Une fois le bateau lancé, je m’étais efforcé de compléter et d’améliorer son équipement. Au début, en travaillant l’été et en gagnant quelques sous, je pus me payer un spi. Le top du top c’était le Mountifield tri radial. Ensuite, on installa un avaleur de spi.
J’accélère quelque peu le film, plus tard un ensemble complet mât, bôme, tangon, Z Spar vint remplacer les espars originaux. Je dois avouer que je parvins à revendre mon mât ressoudé et ma bôme en bois ! Par la suite, disposant de revenus fixes, un jeu de voiles Chéret se substitua aux Tasker d’origine qui étaient bien fatiguées.
Pour les déplacements, j’avais un sérieux problème.
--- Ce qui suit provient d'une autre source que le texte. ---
//! Window classification.
//!
//! The host reports its viewport size together with an orientation flag.
//! [`classify`] turns that report into the descriptor the layout controller
//! works from. The flag is authoritative: a host that says "portrait" for a
//! wide viewport gets a portrait layout.

use serde::{Deserialize, Serialize};

#[derive(Debug, Clone, Copy, PartialEq, Eq, Hash, Serialize, Deserialize)]
#[serde(rename_all = "lowercase")]
pub enum Orientation {
    Portrait,
    Landscape,
}

impl Orientation {
    pub fn flipped(self) -> Self {
        match self {
            Orientation::Portrait => Orientation::Landscape,
            Orientation::Landscape => Orientation::Portrait,
        }
    }

    pub fn label(self) -> &'static str {
        match self {
            Orientation::Portrait => "portrait",
            Orientation::Landscape => "landscape",
        }
    }
}

/// Raw configuration pushed by the host on every resize or rotation.
#[derive(Debug, Clone, Copy, PartialEq, Eq)]
pub struct HostConfig {
    pub width: u16,
    pub height: u16,
    pub orientation: Orientation,
}

#[derive(Debug, Clone, Copy, PartialEq, Eq)]
pub struct WindowDescriptor {
    pub width_units: u16,
    pub height_units: u16,
    pub orientation: Orientation,
}

pub fn classify(host: &HostConfig) -> WindowDescriptor {
    WindowDescriptor {
        width_units: host.width,
        height_units: host.height,
        orientation: host.orientation,
    }
}

#[cfg(test)]
mod tests {
    use super::*;

    #[test]
    fn classify_copies_dimensions() {
        let descriptor = classify(&HostConfig {
            width: 120,
            height: 40,
            orientation: Orientation::Landscape,
        });
        assert_eq!(descriptor.width_units, 120);
        assert_eq!(descriptor.height_units, 40);
        assert_eq!(descriptor.orientation, Orientation::Landscape);
    }

    #[test]
    fn host_flag_wins_over_geometry() {
        let descriptor = classify(&HostConfig {
            width: 300,
            height: 10,
            orientation: Orientation::Portrait,
        });
        assert_eq!(descriptor.orientation, Orientation::Portrait);
    }

    #[test]
    fn flipped_is_involution() {
        assert_eq!(Orientation::Portrait.flipped(), Orientation::Landscape);
        assert_eq!(Orientation::Portrait.flipped().flipped(), Orientation::Portrait);
    }
}
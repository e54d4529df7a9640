use crossterm::cursor::{Hide, Show};
use crossterm::event::{DisableMouseCapture, EnableMouseCapture};
use crossterm::terminal::{
    disable_raw_mode, enable_raw_mode, EnterAlternateScreen, LeaveAlternateScreen,
};
use crossterm::ExecutableCommand;
use parking_lot::Mutex;
use ratatui::backend::CrosstermBackend;
use ratatui::Terminal;
use std::io::{self, Stdout};
use std::sync::Arc;

type Cleanup = Box<dyn FnOnce() + Send + 'static>;

/// Restores the terminal exactly once: on drop, or from the panic hook if
/// the UI thread panics first.
pub struct TerminalGuard {
    cleanup: Arc<Mutex<Option<Cleanup>>>,
}

impl TerminalGuard {
    fn new<F: FnOnce() + Send + 'static>(cleanup: F) -> Self {
        Self {
            cleanup: Arc::new(Mutex::new(Some(Box::new(cleanup)))),
        }
    }

    fn install_panic_hook(&self) {
        let cleanup = Arc::clone(&self.cleanup);
        let default_hook = std::panic::take_hook();
        std::panic::set_hook(Box::new(move |info| {
            if let Some(cleanup) = cleanup.lock().take() {
                cleanup();
            }
            default_hook(info);
        }));
    }

    fn restore(&self) {
        if let Some(cleanup) = self.cleanup.lock().take() {
            cleanup();
        }
    }
}

impl Drop for TerminalGuard {
    fn drop(&mut self) {
        self.restore();
    }
}

fn restore_terminal() {
    let _ = disable_raw_mode();
    let mut stdout = io::stdout();
    let _ = stdout.execute(DisableMouseCapture);
    let _ = stdout.execute(LeaveAlternateScreen);
    let _ = stdout.execute(Show);
}

pub fn setup_terminal() -> io::Result<(Terminal<CrosstermBackend<Stdout>>, TerminalGuard)> {
    enable_raw_mode()?;
    // Arm the guard before touching the screen so a failure below still
    // leaves raw mode.
    let guard = TerminalGuard::new(restore_terminal);
    let mut stdout = io::stdout();
    stdout.execute(EnterAlternateScreen)?;
    stdout.execute(EnableMouseCapture)?;
    stdout.execute(Hide)?;

    let terminal = Terminal::new(CrosstermBackend::new(stdout))?;
    guard.install_panic_hook();

    Ok((terminal, guard))
}
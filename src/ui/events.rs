use std::sync::atomic::{AtomicBool, Ordering};
use std::sync::mpsc::{self, Receiver};
use std::sync::Arc;
use std::thread::{self, JoinHandle};
use std::time::Duration;

use crossterm::event::{self, Event, KeyEvent, MouseEvent};
use tracing::error;

const POLL_INTERVAL: Duration = Duration::from_millis(50);

pub enum AppEvent {
    Key(KeyEvent),
    Mouse(MouseEvent),
    /// Host configuration change: new terminal size in cells.
    Resize(u16, u16),
}

/// Polls crossterm on a background thread and forwards events to the UI
/// thread over a channel.
pub struct EventHandler {
    rx: Receiver<AppEvent>,
    stop: Arc<AtomicBool>,
    worker: Option<JoinHandle<()>>,
}

impl EventHandler {
    pub fn new() -> Self {
        let (tx, rx) = mpsc::channel();
        let stop = Arc::new(AtomicBool::new(false));
        let stop_flag = Arc::clone(&stop);

        let worker = thread::spawn(move || {
            while !stop_flag.load(Ordering::Relaxed) {
                // Short poll timeout so the stop flag is checked frequently
                match event::poll(POLL_INTERVAL) {
                    Ok(true) => {
                        let forwarded = match event::read() {
                            Ok(Event::Key(key)) => Some(AppEvent::Key(key)),
                            Ok(Event::Mouse(mouse)) => Some(AppEvent::Mouse(mouse)),
                            Ok(Event::Resize(cols, rows)) => Some(AppEvent::Resize(cols, rows)),
                            Ok(_) => None,
                            Err(err) => {
                                error!(error = %err, "failed to read terminal event");
                                break;
                            }
                        };
                        if let Some(app_event) = forwarded {
                            if tx.send(app_event).is_err() {
                                break;
                            }
                        }
                    }
                    Ok(false) => {}
                    Err(err) => {
                        error!(error = %err, "failed to poll terminal events");
                        break;
                    }
                }
            }
        });

        Self {
            rx,
            stop,
            worker: Some(worker),
        }
    }

    pub fn next(&self, timeout: Duration) -> Result<AppEvent, mpsc::RecvTimeoutError> {
        self.rx.recv_timeout(timeout)
    }
}

impl Default for EventHandler {
    fn default() -> Self {
        Self::new()
    }
}

impl Drop for EventHandler {
    fn drop(&mut self) {
        self.stop.store(true, Ordering::Relaxed);
        if let Some(worker) = self.worker.take() {
            let _ = worker.join();
        }
    }
}
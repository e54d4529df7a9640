/// Marker trait for intents.
///
/// Intents are either host signals (resize, rotation) or user actions
/// (select, clear) and are consumed by a [`Reducer`](super::Reducer).
pub trait Intent: Send + 'static {}
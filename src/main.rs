use std::path::PathBuf;

use anyhow::Context;
use clap::Parser;
use paneshop::config::{Config, OrientationMode};
use paneshop::logging::init_tracing;
use paneshop::selection::FileStateBackend;
use paneshop::ui::runtime;

/// Two-pane product browser that adapts to terminal orientation.
#[derive(Debug, Parser)]
#[command(name = "paneshop", version, about)]
struct Cli {
    /// Config file (default: ~/.config/paneshop/config.toml).
    #[arg(long, value_name = "PATH")]
    config: Option<PathBuf>,

    /// Override how orientation is reported.
    #[arg(long, value_enum)]
    orientation: Option<OrientationMode>,

    /// Where the selection is saved between runs.
    #[arg(long, value_name = "PATH")]
    state_file: Option<PathBuf>,

    /// Start with no selection and do not save one on exit.
    #[arg(long)]
    no_restore: bool,
}

impl Cli {
    fn load_config(&self) -> anyhow::Result<Config> {
        let path = self.config.clone().unwrap_or_else(Config::config_path);
        let mut config = Config::load_from(&path)
            .with_context(|| format!("loading config from {}", path.display()))?;

        if let Some(mode) = self.orientation {
            config.ui.orientation = mode;
        }
        if let Some(state_file) = &self.state_file {
            config.state.path = Some(state_file.clone());
        }
        if self.no_restore {
            config.state.restore = false;
        }
        Ok(config)
    }
}

fn main() -> anyhow::Result<()> {
    init_tracing();
    let cli = Cli::parse();
    let config = cli.load_config()?;

    let backend = config.state.restore.then(|| {
        FileStateBackend::new(
            config
                .state
                .path
                .clone()
                .unwrap_or_else(FileStateBackend::default_path),
        )
    });
    tracing::info!(
        state_file = backend.as_ref().map(|b| b.path().display().to_string()),
        orientation = ?config.ui.orientation,
        "paneshop starting"
    );

    runtime::run(
        &config,
        backend.as_ref().map(|b| b as &dyn paneshop::selection::StateBackend),
    )
    .context("running terminal UI")?;
    Ok(())
}
use super::intent::Intent;
use super::state::UiState;

/// The only place state transitions happen.
///
/// Implementations must be pure: same state and intent, same result.
pub trait Reducer {
    type State: UiState;
    type Intent: Intent;

    fn reduce(state: Self::State, intent: Self::Intent) -> Self::State;
}
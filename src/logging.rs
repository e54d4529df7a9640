//! File logging for the browser.
//!
//! The TUI owns the terminal, so events only ever go to a file. Screen
//! transitions and recreations are logged at `debug`; restore and save
//! failures of the selection at `warn`.

use std::path::{Path, PathBuf};

use tracing_subscriber::EnvFilter;
use tracing_subscriber::{fmt, layer::SubscriberExt, util::SubscriberInitExt};

/// Environment variable naming the log file path.
pub const LOG_PATH_ENV: &str = "PANESHOP_LOG";

/// Filter used when `RUST_LOG` is unset: this crate at `info`, dependencies
/// at `warn`.
const DEFAULT_FILTER: &str = "warn,paneshop=info";

/// Per-run log file next to `base`: `{base}.{timestamp}.{pid}`.
pub fn log_file_path(base: &Path, timestamp: u64, pid: u32) -> PathBuf {
    let mut name = base.as_os_str().to_owned();
    name.push(format!(".{}.{}", timestamp, pid));
    PathBuf::from(name)
}

/// Installs the file subscriber when `PANESHOP_LOG` is set; otherwise a
/// no-op and every `tracing` call is discarded.
pub fn init_tracing() {
    let Some(base) = std::env::var_os(LOG_PATH_ENV) else {
        return;
    };

    let timestamp = std::time::SystemTime::now()
        .duration_since(std::time::UNIX_EPOCH)
        .map(|d| d.as_secs())
        .unwrap_or(0);
    let path = log_file_path(Path::new(&base), timestamp, std::process::id());

    let Ok(file) = std::fs::File::create(&path) else {
        eprintln!("Warning: Failed to create log file: {}", path.display());
        return;
    };

    let filter =
        EnvFilter::try_from_default_env().unwrap_or_else(|_| EnvFilter::new(DEFAULT_FILTER));
    let file_layer = fmt::layer()
        .with_writer(file)
        .with_ansi(false)
        .with_target(true)
        .with_timer(fmt::time::UtcTime::rfc_3339());

    tracing_subscriber::registry()
        .with(filter)
        .with(file_layer)
        .init();
    tracing::info!(path = %path.display(), "logging started");
}
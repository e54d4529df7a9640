/// Marker trait for reducer-owned UI state.
///
/// Values are replaced, never patched in place; `PartialEq` lets callers
/// detect transitions and `Default` supplies the starting state.
pub trait UiState: Clone + PartialEq + Default + Send + 'static {}
//! Selected-product state and its restoration contract.
//!
//! ```text
//! List view ──select──┐                 ┌──► subscribers (screen, redraw)
//!                     ├──► SelectionStore
//! Detail view ─clear──┘                 └──► serialize ──► StateBackend
//! ```

mod backend;
mod saver;
mod store;

pub use backend::{
    persist_selection, restore_selection, FileStateBackend, MemoryStateBackend, StateBackend,
    StateError,
};
pub use saver::{deserialize, serialize, validate_fields, Primitive, SerializedForm, ShapeError};
pub use store::{SelectionStore, SubscriptionId};
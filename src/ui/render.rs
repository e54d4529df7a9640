use crate::ui::app::App;
use crate::ui::footer::Footer;
use crate::ui::header::Header;
use crate::ui::layout::layout_regions;
use ratatui::widgets::Clear;
use ratatui::Frame;

pub fn draw(frame: &mut Frame<'_>, app: &mut App) {
    let area = frame.area();
    let (header, body, footer) = layout_regions(area);

    frame.render_widget(Clear, body);
    app.render_body(frame, body);

    // Header and footer read state after the body has reduced pending intents.
    frame.render_widget(Header::new().widget(app), header);
    let state = app.screen().state();
    frame.render_widget(Footer::new().widget(footer, state), footer);
}
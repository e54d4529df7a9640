use crate::ui::app::App;
use crossterm::event::{KeyCode, KeyEvent, KeyEventKind, KeyModifiers};

/// Routes a key press: global shortcuts first, then the screen, then the
/// fallbacks (Esc quits when the screen did not use it).
pub fn handle_key(app: &mut App, key: KeyEvent) {
    if key.kind != KeyEventKind::Press {
        return;
    }

    if is_ctrl_char(key, 'c') || matches!(key.code, KeyCode::Char('q')) {
        app.request_quit();
        return;
    }

    if matches!(key.code, KeyCode::Char('o')) && key.modifiers.is_empty() {
        app.rotate();
        return;
    }

    if app.on_key(key) {
        return;
    }

    if matches!(key.code, KeyCode::Esc) {
        app.request_quit();
    }
}

fn is_ctrl_char(key: KeyEvent, needle: char) -> bool {
    matches!(key.code, KeyCode::Char(ch) if ch.eq_ignore_ascii_case(&needle))
        && key.modifiers.contains(KeyModifiers::CONTROL)
}
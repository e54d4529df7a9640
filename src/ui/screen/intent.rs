use crate::ui::mvi::Intent;
use crate::window::Orientation;

#[derive(Debug, Clone, Copy, PartialEq, Eq)]
pub enum ScreenIntent {
    /// Host reported a (possibly unchanged) orientation.
    OrientationChanged {
        orientation: Orientation,
        has_selection: bool,
    },
    /// The selection store was written.
    SelectionChanged { has_selection: bool },
}

impl Intent for ScreenIntent {}
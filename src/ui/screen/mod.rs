//! Adaptive layout controller.
//!
//! [`ScreenReducer`] is the orientation/selection state machine;
//! [`AdaptiveScreen`] owns the selection store and drives the views.

mod controller;
mod intent;
mod reducer;
mod state;

pub use controller::{AdaptiveScreen, PaneFocus};
pub use intent::ScreenIntent;
pub use reducer::ScreenReducer;
pub use state::{Panes, ScreenState};
use ratatui::style::Color;

pub const ACCENT: Color = Color::Rgb(0xf5, 0x9e, 0x0b);
pub const GLOBAL_BORDER: Color = Color::Rgb(0x40, 0x40, 0x40);
pub const FOCUS_BORDER: Color = Color::Rgb(0xe5, 0xe5, 0xe5);
pub const HEADER_TEXT: Color = Color::Rgb(0xe5, 0xe5, 0xe5);
pub const HEADER_SEPARATOR: Color = Color::Rgb(0x6b, 0x72, 0x80);
pub const MUTED_TEXT: Color = Color::Rgb(0x9c, 0xa3, 0xaf);
pub const BUTTON_TEXT: Color = Color::Rgb(0x22, 0xc5, 0x5e);
pub const ACTIVE_HIGHLIGHT: Color = Color::Rgb(0x26, 0x26, 0x26);
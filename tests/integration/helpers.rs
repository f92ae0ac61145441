//! Fakes for the feed and the broker

use std::collections::VecDeque;
use std::sync::atomic::{AtomicBool, AtomicUsize, Ordering};
use std::sync::{Arc, Mutex};

use async_trait::async_trait;
use redalert_bridge::error::{BrokerError, FetchError, PublishError};
use redalert_bridge::feed::FeedClient;
use redalert_bridge::publisher::{Broker, Publisher, QoS};
use tokio::sync::mpsc;
use tokio::time::Instant;

pub const SAMPLE_ALERT: &str =
    r#"{"id":"X","cat":"10","title":"T","data":["A","B"],"desc":"D"}"#;

/// Feed returning scripted responses, then empty bodies forever
pub struct ScriptedFeed {
    responses: VecDeque<Result<Vec<u8>, FetchError>>,
}

impl ScriptedFeed {
    pub fn new(bodies: &[&str]) -> Self {
        Self {
            responses: bodies.iter().map(|b| Ok(b.as_bytes().to_vec())).collect(),
        }
    }

    pub fn empty() -> Self {
        Self::new(&[])
    }
}

#[async_trait]
impl FeedClient for ScriptedFeed {
    async fn fetch_raw(&mut self) -> Result<Vec<u8>, FetchError> {
        self.responses.pop_front().unwrap_or(Err(FetchError::Empty))
    }
}

#[derive(Debug, Clone, PartialEq, Eq)]
pub struct PublishedMessage {
    pub topic: String,
    pub payload: Vec<u8>,
    pub qos: QoS,
}

/// Broker that records connection attempts and publishes
///
/// The first `failures` connects fail. Setting the flag returned by
/// [`FakeBroker::drop_switch`] makes the open session report a lost
/// connection once.
pub struct FakeBroker {
    failures: AtomicUsize,
    attempts: mpsc::UnboundedSender<Instant>,
    published: Arc<Mutex<Vec<PublishedMessage>>>,
    drop_connection: Arc<AtomicBool>,
}

impl FakeBroker {
    pub fn new(failures: usize) -> (Self, mpsc::UnboundedReceiver<Instant>) {
        let (attempts, attempts_rx) = mpsc::unbounded_channel();
        let broker = Self {
            failures: AtomicUsize::new(failures),
            attempts,
            published: Arc::new(Mutex::new(Vec::new())),
            drop_connection: Arc::new(AtomicBool::new(false)),
        };
        (broker, attempts_rx)
    }

    pub fn published(&self) -> Arc<Mutex<Vec<PublishedMessage>>> {
        self.published.clone()
    }

    pub fn drop_switch(&self) -> Arc<AtomicBool> {
        self.drop_connection.clone()
    }
}

#[async_trait]
impl Broker for FakeBroker {
    type Session = FakeSession;

    async fn connect(&self) -> Result<FakeSession, BrokerError> {
        let _ = self.attempts.send(Instant::now());

        let remaining = self.failures.load(Ordering::SeqCst);
        if remaining > 0 {
            self.failures.store(remaining - 1, Ordering::SeqCst);
            return Err(BrokerError::ConnectFailed("injected failure".to_string()));
        }

        Ok(FakeSession {
            published: self.published.clone(),
            drop_connection: self.drop_connection.clone(),
        })
    }
}

pub struct FakeSession {
    published: Arc<Mutex<Vec<PublishedMessage>>>,
    drop_connection: Arc<AtomicBool>,
}

#[async_trait]
impl Publisher for FakeSession {
    async fn publish(
        &mut self,
        topic: &str,
        payload: Vec<u8>,
        qos: QoS,
    ) -> Result<(), PublishError> {
        self.published.lock().unwrap().push(PublishedMessage {
            topic: topic.to_string(),
            payload,
            qos,
        });
        Ok(())
    }

    fn check_connection(&mut self) -> Result<(), BrokerError> {
        if self.drop_connection.swap(false, Ordering::SeqCst) {
            return Err(BrokerError::ConnectionLost("injected drop".to_string()));
        }
        Ok(())
    }

    async fn disconnect(&mut self) {}
}
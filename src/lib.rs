pub mod config;
pub mod dedup;
pub mod error;
pub mod feed;
pub mod filter;
pub mod monitor;
pub mod parser;
pub mod publisher;

use serde::{Deserialize, Serialize};

/// One alert as published by the upstream feed, normalized
///
/// `raw_payload` holds the cleaned text the record was parsed from, so it can
/// be republished verbatim even when the structured fields fell back to
/// defaults.
#[derive(Debug, Clone, PartialEq, Eq, Serialize, Deserialize)]
pub struct AlertRecord {
    pub id: String,
    pub category: String,
    pub title: String,
    pub regions: Vec<String>,
    pub description: String,
    pub raw_payload: String,
}
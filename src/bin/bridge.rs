use clap::Parser;
use redalert_bridge::{
    config::{Config, read_config_file},
    feed::{DemoFeed, FeedClient, HttpFeedClient},
    monitor::{MonitorLoop, MonitorSettings},
    publisher::MqttBroker,
};
use tracing::{info, level_filters::LevelFilter, trace};
use tracing_subscriber::{filter, layer::SubscriberExt, util::SubscriberInitExt};

#[derive(Debug, Clone, Parser)]
struct Args {
    /// JSON config file, the environment is used when omitted
    #[arg(short, long)]
    file: Option<String>,

    /// Publish a synthetic alert instead of polling the live feed
    #[arg(long)]
    debug: bool,

    /// Trace level logging
    #[arg(short, long)]
    verbose: bool,
}

fn init(verbose: bool) {
    let level = if verbose {
        LevelFilter::TRACE
    } else {
        LevelFilter::INFO
    };
    let filter = filter::Targets::new().with_targets(vec![
        ("redalert_bridge", level),
        ("rumqttc", LevelFilter::WARN),
    ]);
    tracing_subscriber::registry()
        .with(
            tracing_subscriber::fmt::layer()
                .with_writer(std::io::stderr)
                .compact()
                .with_ansi(false),
        )
        .with(filter)
        .init();
}

#[tokio::main]
async fn main() -> anyhow::Result<()> {
    dotenv::dotenv().ok();
    let args = Args::parse();
    init(args.verbose);
    trace!("started with args: {args:?}");

    let mut config = match &args.file {
        Some(path) => read_config_file(path)?,
        None => Config::from_env()?,
    };
    if args.debug {
        config.debug = true;
    }

    let broker = MqttBroker::new(&config.mqtt);
    let settings = MonitorSettings::from(&config);

    if config.debug {
        info!("debug mode, publishing synthetic alerts");
        monitor(DemoFeed::new(), broker, settings).await
    } else {
        monitor(HttpFeedClient::new(&config.feed)?, broker, settings).await
    }
}

async fn monitor<F>(feed: F, broker: MqttBroker, settings: MonitorSettings) -> anyhow::Result<()>
where
    F: FeedClient + 'static,
{
    let monitor = MonitorLoop::new(feed, broker, settings);

    tokio::select! {
        _ = monitor.run() => {}
        result = tokio::signal::ctrl_c() => {
            result?;
            info!("shutdown requested, stopping monitor");
        }
    }

    Ok(())
}
//! Turns raw feed bodies into [`AlertRecord`]s
//!
//! The upstream body is UTF-8 JSON, sometimes prefixed with a byte order mark
//! and padded with NUL characters or whitespace while no alert is active.
//! Missing fields fall back to defaults so a partial alert is still
//! published.

use std::sync::atomic::{AtomicU64, Ordering};

use chrono::Utc;
use serde_json::{Map, Value};
use tracing::trace;

use crate::AlertRecord;
use crate::error::ParseError;

pub const DEFAULT_CATEGORY: &str = "unknown-category";
pub const DEFAULT_TEXT: &str = "unknown";
pub const GENERATED_ID_PREFIX: &str = "generated-";

/// Bodies shorter than this carry no alert
const MIN_BODY_LEN: usize = 5;

/// Characters of the body kept in a [`ParseError::Malformed`]
const PREFIX_LEN: usize = 100;

const BOM: char = '\u{feff}';

static GENERATED_IDS: AtomicU64 = AtomicU64::new(0);

pub fn parse_alert(raw: &[u8]) -> Result<AlertRecord, ParseError> {
    let text = clean(raw);

    if text.chars().count() < MIN_BODY_LEN {
        return Err(ParseError::Blank);
    }

    let fields: Map<String, Value> =
        serde_json::from_str(&text).map_err(|e| ParseError::Malformed {
            reason: e.to_string(),
            prefix: text.chars().take(PREFIX_LEN).collect(),
        })?;

    let record = AlertRecord {
        id: text_field(&fields, "id").unwrap_or_else(generate_id),
        category: text_field(&fields, "cat").unwrap_or_else(|| DEFAULT_CATEGORY.to_string()),
        title: text_field(&fields, "title").unwrap_or_else(|| DEFAULT_TEXT.to_string()),
        regions: regions(&fields),
        description: text_field(&fields, "desc").unwrap_or_else(|| DEFAULT_TEXT.to_string()),
        raw_payload: text,
    };
    trace!("parsed alert {}", record.id);

    Ok(record)
}

/// Decode, drop the BOM and NULs, trim
fn clean(raw: &[u8]) -> String {
    let decoded = String::from_utf8_lossy(raw);
    let decoded = decoded.strip_prefix(BOM).unwrap_or(&*decoded);

    decoded
        .chars()
        .filter(|c| *c != '\0')
        .collect::<String>()
        .trim()
        .to_string()
}

/// Strings are taken as is, numbers are rendered, anything else is absent
fn text_field(fields: &Map<String, Value>, key: &str) -> Option<String> {
    match fields.get(key)? {
        Value::String(s) if !s.is_empty() => Some(s.clone()),
        Value::Number(n) => Some(n.to_string()),
        _ => None,
    }
}

fn regions(fields: &Map<String, Value>) -> Vec<String> {
    match fields.get("data") {
        Some(Value::Array(items)) => items
            .iter()
            .filter_map(|item| match item {
                Value::String(s) => Some(s.clone()),
                Value::Number(n) => Some(n.to_string()),
                _ => None,
            })
            .collect(),
        Some(Value::String(s)) if !s.is_empty() => vec![s.clone()],
        _ => Vec::new(),
    }
}

fn generate_id() -> String {
    let sequence = GENERATED_IDS.fetch_add(1, Ordering::Relaxed);
    let millis = Utc::now().timestamp_millis();
    format!("{GENERATED_ID_PREFIX}{millis}-{sequence}")
}
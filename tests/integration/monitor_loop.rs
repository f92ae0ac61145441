//! Full monitor loop runs against fake feed and broker
//!
//! All tests run on a paused clock, sleeps inside the loop advance virtual
//! time instantly.

use std::sync::atomic::Ordering;
use std::time::Duration;

use pretty_assertions::assert_eq;
use redalert_bridge::monitor::{MonitorLoop, MonitorSettings};
use redalert_bridge::publisher::QoS;

use crate::helpers::*;

#[tokio::test(start_paused = true)]
async fn test_repeated_alert_is_published_once() {
    let (broker, _attempts) = FakeBroker::new(0);
    let published = broker.published();
    let feed = ScriptedFeed::new(&[SAMPLE_ALERT, SAMPLE_ALERT]);

    let handle = tokio::spawn(MonitorLoop::new(feed, broker, MonitorSettings::default()).run());
    tokio::time::sleep(Duration::from_secs(10)).await;
    handle.abort();

    let published = published.lock().unwrap().clone();
    assert_eq!(published.len(), 2);

    assert_eq!(published[0].topic, "/redalert/cat/10");
    assert_eq!(published[0].qos, QoS::AtMostOnce);
    let structured: serde_json::Value = serde_json::from_slice(&published[0].payload).unwrap();
    assert_eq!(
        structured,
        serde_json::json!({"title": "T", "regions": ["A", "B"], "description": "D"})
    );

    assert_eq!(published[1].topic, "/redalert/raw_data");
    assert_eq!(published[1].payload, SAMPLE_ALERT.as_bytes());
}

#[tokio::test(start_paused = true)]
async fn test_drill_alert_is_never_published() {
    let drill = r#"{"id":"D","cat":"1","title":"T","data":["בדיקה"],"desc":"D"}"#;
    let (broker, _attempts) = FakeBroker::new(0);
    let published = broker.published();
    let feed = ScriptedFeed::new(&[drill, drill, drill]);

    let handle = tokio::spawn(MonitorLoop::new(feed, broker, MonitorSettings::default()).run());
    tokio::time::sleep(Duration::from_secs(10)).await;
    handle.abort();

    assert!(published.lock().unwrap().is_empty());
}

#[tokio::test(start_paused = true)]
async fn test_connect_failure_is_retried_after_fixed_delay() {
    let (broker, mut attempts) = FakeBroker::new(2);
    let handle = tokio::spawn(
        MonitorLoop::new(ScriptedFeed::empty(), broker, MonitorSettings::default()).run(),
    );

    let first = attempts.recv().await.unwrap();
    let second = attempts.recv().await.unwrap();
    let third = attempts.recv().await.unwrap();
    handle.abort();

    for delay in [second - first, third - second] {
        assert!(delay >= Duration::from_secs(5), "retried after {delay:?}");
        assert!(delay < Duration::from_secs(6), "retried after {delay:?}");
    }
}

#[tokio::test(start_paused = true)]
async fn test_lost_connection_triggers_reconnect() {
    let (broker, mut attempts) = FakeBroker::new(0);
    let drop_switch = broker.drop_switch();
    let published = broker.published();
    let feed = ScriptedFeed::new(&[SAMPLE_ALERT]);

    let handle = tokio::spawn(MonitorLoop::new(feed, broker, MonitorSettings::default()).run());

    let first = attempts.recv().await.unwrap();
    tokio::time::sleep(Duration::from_secs(3)).await;
    drop_switch.store(true, Ordering::SeqCst);

    let second = attempts.recv().await.unwrap();
    handle.abort();

    assert!(second - first >= Duration::from_secs(5));
    // the alert went out before the drop and is not repeated afterwards
    assert_eq!(published.lock().unwrap().len(), 2);
}

#[tokio::test(start_paused = true)]
async fn test_dedup_survives_reconnect() {
    let (broker, mut attempts) = FakeBroker::new(0);
    let drop_switch = broker.drop_switch();
    let published = broker.published();
    let feed = ScriptedFeed::new(&[SAMPLE_ALERT, "", "", "", "", "", "", "", SAMPLE_ALERT]);

    let handle = tokio::spawn(MonitorLoop::new(feed, broker, MonitorSettings::default()).run());

    attempts.recv().await.unwrap();
    tokio::time::sleep(Duration::from_secs(2)).await;
    drop_switch.store(true, Ordering::SeqCst);
    attempts.recv().await.unwrap();
    tokio::time::sleep(Duration::from_secs(20)).await;
    handle.abort();

    assert_eq!(published.lock().unwrap().len(), 2);
}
Longtemps je n’ai pas eu de voiture et les régates étaient rares à Courtine.
A cela s’ajoutaient le manque d’équipier régulier, un bateau peu compétitif malgré la qualité de sa construction mais surtout un défaut de compétences de son barreur…
Je ne devais jamais régater sérieusement en Fireball, hormis quelques épreuves par-ci par-là.
Cependant durant quelques années, du lycée aux débuts dans la vie active, je multipliais autant que faire se pouvait les navigations.
En mer, en méditerranée tout d’abord avec mes parents. Principalement à la grande Motte., une fois à Toulon. Plus tard sur l’océan avec celle qui était devenue mon épouse, Marie. Un été nous avions pu rallier et naviguer à Douarnenez en Bretagne grâce à notre voiture, une poire !
Sur les plans d’eau intérieurs après Courtine, à Neuvic en Corrèze, sur la Loire sur le barrage de Villerest, sur le lac de Guerlédan en Bretagne intérieure et surtout au Grand Large à Lyon…
Ce bateau a navigué ainsi durant plusieurs années. Il a accompagné les premiers temps de ma vie d’adolescent puis d’adulte. Celle-ci a beaucoup fluctué. Je ne m’étendrai pas ici sur tous ses développements, disons simplement que j’allais assez vite entamer un parcours professionnel qui allait me conduire hors de France durant de longues années. Pour ceux que cela intéresserait, j’ai raconté tout ça dans un livre.
Pour autant d’autres bateaux n’allaient pas tarder à arriver.
J’ai toujours conservé le Fireball. Actuellement il est en cale sèche dans mon garage en attendant une restauration que j’espère prochaine…
Il est temps de passer à la suite… c’est à dire à la taille supérieure !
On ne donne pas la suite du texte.